Exercise details: For each line below, check for "failures"; give only the total of lines where it occurs.

━━━━━ The data ━━━━━

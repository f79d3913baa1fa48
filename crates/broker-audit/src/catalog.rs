use std::{
    collections::{BTreeMap, BTreeSet, HashMap},
    fmt::Debug,
    sync::Arc,
};

use async_trait::async_trait;
use serde_json::Value;

use crate::error::CatalogError;

pub type CatalogResult<T> = Result<T, CatalogError>;

pub const ATTRIBUTE_QUALIFIED_NAME: &str = "qualifiedName";
pub const ATTRIBUTE_CLUSTER_NAME: &str = "clusterName";
pub const ATTRIBUTE_TOPIC: &str = "topic";
pub const ATTRIBUTE_NAME: &str = "name";
pub const ATTRIBUTE_DESCRIPTION: &str = "description";
pub const ATTRIBUTE_URI: &str = "uri";
pub const ATTRIBUTE_PARTITION_COUNT: &str = "partitionCount";
pub const ATTRIBUTE_REPLICATION_FACTOR: &str = "replicationFactor";

const QUALIFIED_NAME_SEPARATOR: char = '@';

/// `<resource_name>@<cluster_namespace>`
#[must_use]
pub fn qualify(resource_name: &str, cluster_namespace: &str) -> String {
    format!("{resource_name}{QUALIFIED_NAME_SEPARATOR}{cluster_namespace}")
}

/// Inverse of [`qualify`]: everything before the first `@`, or the whole input if there is none.
#[must_use]
pub fn unqualify(qualified_name: &str) -> &str {
    qualified_name
        .split_once(QUALIFIED_NAME_SEPARATOR)
        .map_or(qualified_name, |(resource_name, _)| resource_name)
}

/// Opaque handle the catalog assigns to an entity.
#[derive(Debug, Clone, PartialEq, Eq, PartialOrd, Ord, Hash, derive_more::Display)]
pub struct CatalogId(String);

impl From<String> for CatalogId {
    fn from(id: String) -> Self {
        Self(id)
    }
}

impl From<&str> for CatalogId {
    fn from(id: &str) -> Self {
        Self(id.to_string())
    }
}

impl CatalogId {
    #[must_use]
    pub fn as_str(&self) -> &str {
        &self.0
    }
}

/// An entity as stored in the external catalog.
#[derive(Debug, Clone, PartialEq)]
pub struct CatalogEntity {
    pub catalog_id: CatalogId,
    pub qualified_name: String,
    pub cluster_namespace: String,
    pub resource_name: String,
    pub attributes: BTreeMap<String, Value>,
}

/// An entity to be created; the catalog assigns the id.
#[derive(Debug, Clone, PartialEq)]
pub struct NewCatalogEntity {
    pub type_name: String,
    pub qualified_name: String,
    pub cluster_namespace: String,
    pub resource_name: String,
    pub attributes: BTreeMap<String, Value>,
}

impl NewCatalogEntity {
    /// Catalog representation of a topic.
    #[must_use]
    pub fn topic(
        type_name: &str,
        cluster_namespace: &str,
        topic: &str,
        partitions: i32,
        replication_factor: i16,
    ) -> Self {
        let qualified_name = qualify(topic, cluster_namespace);
        let attributes = BTreeMap::from([
            (
                ATTRIBUTE_QUALIFIED_NAME.to_string(),
                Value::from(qualified_name.clone()),
            ),
            (
                ATTRIBUTE_CLUSTER_NAME.to_string(),
                Value::from(cluster_namespace),
            ),
            (ATTRIBUTE_TOPIC.to_string(), Value::from(topic)),
            (ATTRIBUTE_NAME.to_string(), Value::from(topic)),
            (ATTRIBUTE_DESCRIPTION.to_string(), Value::from(topic)),
            (ATTRIBUTE_URI.to_string(), Value::from(topic)),
            (ATTRIBUTE_PARTITION_COUNT.to_string(), Value::from(partitions)),
            (
                ATTRIBUTE_REPLICATION_FACTOR.to_string(),
                Value::from(replication_factor),
            ),
        ]);

        Self {
            type_name: type_name.to_string(),
            qualified_name,
            cluster_namespace: cluster_namespace.to_string(),
            resource_name: topic.to_string(),
            attributes,
        }
    }
}

/// Narrow view of the external metadata catalog.
///
/// Batch operations return one result per submitted item, in submission order. A
/// whole-call `Err` means nothing is known about the individual items.
#[async_trait]
pub trait CatalogClient: Send + Sync + Debug {
    /// All entities of `type_name` whose `attribute` equals any of `values`, in one call.
    async fn find_by_attribute(
        &self,
        type_name: &str,
        attribute: &str,
        values: &BTreeSet<String>,
    ) -> CatalogResult<Vec<CatalogEntity>>;

    async fn get_by_attribute(
        &self,
        type_name: &str,
        attribute: &str,
        value: &str,
    ) -> CatalogResult<Option<CatalogEntity>>;

    /// Not assumed to be an upsert: creating an existing qualified name may store a duplicate.
    async fn create_entities(
        &self,
        entities: Vec<NewCatalogEntity>,
    ) -> CatalogResult<Vec<CatalogResult<CatalogId>>>;

    async fn delete_by_ids(&self, ids: &[CatalogId]) -> CatalogResult<Vec<CatalogResult<()>>>;

    async fn delete_by_id(&self, id: &CatalogId) -> CatalogResult<()>;

    /// Releases the connection. Called once when the owning auditor shuts down.
    async fn close(&self) {}
}

/// Creates the catalog client an auditor owns between `start` and `close`.
pub trait CatalogConnector: Send + Sync + Debug {
    /// `options` are the auditor options prefixed with `catalog.`, prefix stripped.
    ///
    /// # Errors
    /// Returns an error if the client cannot be constructed from `options`.
    fn connect(&self, options: &HashMap<String, String>) -> CatalogResult<Arc<dyn CatalogClient>>;
}
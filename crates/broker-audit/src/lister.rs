use std::{
    collections::{BTreeSet, HashMap},
    fmt::Debug,
    sync::Arc,
};

use async_trait::async_trait;

use crate::error::ListerError;

pub type ListerResult<T> = Result<T, ListerError>;

#[derive(Debug, Clone, Copy, PartialEq, Eq)]
pub struct TopicDescription {
    pub partition_count: i32,
    pub replication_factor: i16,
}

/// The broker's authoritative view of its resources, reached through an admin client.
#[async_trait]
pub trait ResourceLister: Send + Sync + Debug {
    async fn list_live_resources(&self) -> ListerResult<BTreeSet<String>>;

    /// Describes `names` in one call. Resources that no longer exist are absent from the result.
    async fn describe(
        &self,
        names: &BTreeSet<String>,
    ) -> ListerResult<HashMap<String, TopicDescription>>;

    /// Releases the admin connection. Called once when the owning auditor shuts down.
    async fn close(&self) {}
}

/// Creates the resource lister an auditor owns between `start` and `close`.
pub trait ResourceListerConnector: Send + Sync + Debug {
    /// `options` are the auditor options prefixed with `admin.`, prefix stripped.
    ///
    /// # Errors
    /// Returns an error if the lister cannot be constructed from `options`.
    fn connect(&self, options: &HashMap<String, String>) -> ListerResult<Arc<dyn ResourceLister>>;
}
//! One audit record per audit-log action.

use std::collections::BTreeMap;

use broker_audit_logging_derive::AuditRecord;

use crate::{
    events::{AclMutationKind, AuditEvent, AuditEventPayload, ErrorCode},
    logging::{AUDIT_LOG_EVENT_SOURCE, AuditContextData, AuditRecord},
};

#[derive(Debug, AuditRecord)]
pub struct TopicCreatedRecord {
    pub topic: String,
    pub partitions: i32,
    pub replication_factor: i16,
}

#[derive(Debug, AuditRecord)]
pub struct TopicDeletedRecord {
    pub topic: String,
}

#[derive(Debug, AuditRecord)]
pub struct TopicUpdatedRecord {
    pub topic: String,
    #[audit(skip_none)]
    pub new_partitions: Option<i32>,
    #[audit(skip_none)]
    pub new_replication_factor: Option<i16>,
    pub error_code: ErrorCode,
}

/// A client produced for the first time within the activity window.
#[derive(Debug, AuditRecord)]
pub struct NewProducerObservedRecord {
    pub producer: String,
}

#[derive(Debug, AuditRecord)]
pub struct AclMutationRecord {
    pub kind: AclMutationKind,
    #[audit(debug)]
    pub bindings: Vec<String>,
    /// Non-zero outcome codes keyed by binding.
    #[audit(debug)]
    pub failures: BTreeMap<String, i32>,
}

/// Writes `event` to the audit log. Returns `false` for data-path events, which are not
/// audit-logged.
pub fn log_event(event: &AuditEvent) -> bool {
    match event.payload() {
        AuditEventPayload::TopicCreated {
            name,
            partitions,
            replication_factor,
        } => TopicCreatedRecord {
            topic: name.clone(),
            partitions: *partitions,
            replication_factor: *replication_factor,
        }
        .log(event),
        AuditEventPayload::TopicDeleted { name } => {
            TopicDeletedRecord { topic: name.clone() }.log(event);
        }
        AuditEventPayload::TopicUpdated {
            name,
            update,
            error,
        } => TopicUpdatedRecord {
            topic: name.clone(),
            new_partitions: update.new_partitions(),
            new_replication_factor: update.new_replication_factor(),
            error_code: *error,
        }
        .log(event),
        AuditEventPayload::NewProducerObserved { client_id } => NewProducerObservedRecord {
            producer: client_id.clone(),
        }
        .log(event),
        AuditEventPayload::AclMutation {
            kind,
            entities,
            results,
        } => AclMutationRecord {
            kind: *kind,
            bindings: entities.iter().map(ToString::to_string).collect(),
            failures: results
                .iter()
                .filter(|(_, code)| **code != 0)
                .map(|(binding, code)| (binding.to_string(), *code))
                .collect(),
        }
        .log(event),
        AuditEventPayload::Produced { .. } => return false,
    }
    true
}
//! Structured audit log.
//!
//! Every record is emitted as a `tracing` span named after its action, carrying
//! `event_source = "audit"`, the request identity and the record's own fields, with one
//! `info` event inside it. Installing a subscriber is up to the host.

mod auditor;
pub mod records;

pub use auditor::AuditLogAuditor;
use uuid::Uuid;

use crate::events::{AuditEvent, RequestContext};

pub const AUDIT_LOG_EVENT_SOURCE: &str = "audit";

pub trait AuditRecord {
    fn action(&self) -> &'static str;
    fn log<D: AuditContextData>(&self, ctx: &D);
    fn log_without_context(&self);
}

pub trait AuditContext {
    fn log_audit<R: AuditRecord>(&self, record: R);
}

impl<T> AuditContext for T
where
    T: AuditContextData,
{
    fn log_audit<R: AuditRecord>(&self, record: R) {
        record.log(self);
    }
}

pub trait AuditContextData {
    fn request_context(&self) -> &RequestContext;

    fn event_id(&self) -> Option<Uuid> {
        None
    }
}

impl AuditContextData for RequestContext {
    fn request_context(&self) -> &RequestContext {
        self
    }
}

impl AuditContextData for AuditEvent {
    fn request_context(&self) -> &RequestContext {
        AuditEvent::request_context(self)
    }

    fn event_id(&self) -> Option<Uuid> {
        Some(self.id())
    }
}
use std::{
    collections::HashMap,
    fmt::Display,
    sync::{Arc, PoisonError, RwLock},
};

use async_trait::async_trait;

use super::records::log_event;
use crate::{
    auditor::{Auditor, AuditorState},
    error::AuditorError,
    events::AuditEvent,
};

/// Writes every audit event to the structured audit log on the calling thread.
///
/// Takes no options of its own; options meant for other auditors are ignored.
#[derive(Debug)]
pub struct AuditLogAuditor {
    state: RwLock<AuditorState>,
}

impl Default for AuditLogAuditor {
    fn default() -> Self {
        Self {
            state: RwLock::new(AuditorState::Unconfigured),
        }
    }
}

impl AuditLogAuditor {
    #[must_use]
    pub fn new() -> Self {
        Self::default()
    }

    fn transition(
        &self,
        f: impl FnOnce(AuditorState) -> Result<AuditorState, AuditorError>,
    ) -> Result<(), AuditorError> {
        let mut state = self.state.write().unwrap_or_else(PoisonError::into_inner);
        *state = f(*state)?;
        Ok(())
    }
}

impl Display for AuditLogAuditor {
    fn fmt(&self, f: &mut std::fmt::Formatter<'_>) -> std::fmt::Result {
        write!(f, "AuditLogAuditor")
    }
}

#[async_trait]
impl Auditor for AuditLogAuditor {
    fn configure(&self, options: &HashMap<String, String>) -> Result<(), AuditorError> {
        tracing::debug!("{self} ignores {} options", options.len());
        self.transition(|state| match state {
            AuditorState::Unconfigured | AuditorState::Configured => {
                Ok(AuditorState::Configured)
            }
            AuditorState::Started => Err(AuditorError::AlreadyStarted),
            AuditorState::Closed => Err(AuditorError::Closed),
        })
    }

    fn start(&self) -> Result<(), AuditorError> {
        self.transition(|state| match state {
            AuditorState::Unconfigured => Err(AuditorError::NotConfigured),
            AuditorState::Configured | AuditorState::Started => Ok(AuditorState::Started),
            AuditorState::Closed => Err(AuditorError::Closed),
        })
    }

    fn audit(&self, event: Arc<AuditEvent>) -> Result<(), AuditorError> {
        match self.state() {
            AuditorState::Started => {
                log_event(&event);
                Ok(())
            }
            AuditorState::Unconfigured | AuditorState::Configured => {
                Err(AuditorError::NotStarted)
            }
            AuditorState::Closed => Err(AuditorError::Closed),
        }
    }

    async fn close(&self) {
        *self.state.write().unwrap_or_else(PoisonError::into_inner) = AuditorState::Closed;
    }

    fn state(&self) -> AuditorState {
        *self.state.read().unwrap_or_else(PoisonError::into_inner)
    }
}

━━━━━

Answer to the problem: 2